===== Materials provided

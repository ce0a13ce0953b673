//! Entry point tying recording, documents and players together.

use std::path::Path;
use std::sync::Arc;

use super::format::write_log_to_document;
use super::{Player, Recorder, ReplayError, Result};
use crate::scene::{LayerId, NodeId, SceneProvider};
use crate::schema::{ReplayConfig, Transform};

/// Owns the optional recorder and hands out players.
///
/// Recording calls fail with [`ReplayError::RecordingDisabled`] unless
/// `enable_save` is set. Playback is always available.
#[derive(Debug)]
pub struct ReplayManager {
    config: ReplayConfig,
    recorder: Option<Recorder>,
    next_layer: u32,
}

impl ReplayManager {
    pub fn new(config: ReplayConfig) -> Result<Self> {
        config.validate()?;
        let recorder = config
            .enable_save
            .then(|| Recorder::new(config.recorder.clone()));
        Ok(Self {
            config,
            recorder,
            next_layer: 0,
        })
    }

    pub fn config(&self) -> &ReplayConfig {
        &self.config
    }

    pub fn recorder(&self) -> Option<&Recorder> {
        self.recorder.as_ref()
    }

    fn recorder_mut(&mut self) -> Result<&mut Recorder> {
        self.recorder.as_mut().ok_or(ReplayError::RecordingDisabled)
    }

    /// Record one keyframe from `scene`.
    pub fn save_keyframe<S: SceneProvider + ?Sized>(&mut self, scene: &S) -> Result<Option<usize>> {
        self.recorder_mut()?.save_keyframe(scene)
    }

    pub fn add_user_transform(&mut self, name: impl Into<String>, transform: Transform) -> Result<()> {
        self.recorder_mut()?.add_user_transform(name, transform)
    }

    pub fn add_node_user_transform<S: SceneProvider + ?Sized>(
        &mut self,
        scene: &S,
        name: impl Into<String>,
        node: NodeId,
    ) -> Result<()> {
        self.recorder_mut()?.add_node_user_transform(scene, name, node)
    }

    /// Write the recorded keyframes using the configured encoding.
    pub fn write_log_to_document<P: AsRef<Path>>(&self, path: P) -> Result<()> {
        let recorder = self.recorder.as_ref().ok_or(ReplayError::RecordingDisabled)?;
        write_log_to_document(recorder.log(), &recorder.metadata(), path, self.config.encoding)
    }

    /// Create an empty player on a fresh layer.
    pub fn create_player(&mut self) -> Player {
        let layer = LayerId(self.next_layer);
        self.next_layer += 1;
        Player::new(layer, self.config.player.clone())
    }

    /// Load a document into a new player.
    pub fn read_log_from_document<P: AsRef<Path>>(&mut self, path: P) -> Result<Player> {
        let mut player = self.create_player();
        player.read_keyframes_from_file(path)?;
        Ok(player)
    }

    /// Play back what has been recorded so far, without a file round trip.
    pub fn player_from_recording(&mut self) -> Result<Player> {
        let log = Arc::new(
            self.recorder
                .as_ref()
                .ok_or(ReplayError::RecordingDisabled)?
                .log()
                .clone(),
        );
        let mut player = self.create_player();
        player.load(log)?;
        Ok(player)
    }
}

==========

• **Work required**: Reproduce, exactly and without additions, the run of lines from the start of the listing above to the line bearing "Recording calls fail", inclusive.

• **Response area**:
repository ce0a13ce0953b673
//! Entry point tying recording, documents and players together.

use std::path::Path;
use std::sync::Arc;

use super::format::write_log_to_document;
use super::{Player, Recorder, ReplayError, Result};
use crate::scene::{LayerId, NodeId, SceneProvider};
use crate::schema::{ReplayConfig, Transform};

/// Owns the optional recorder and hands out players.
///
/// Recording calls fail with [`ReplayError::RecordingDisabled`] unless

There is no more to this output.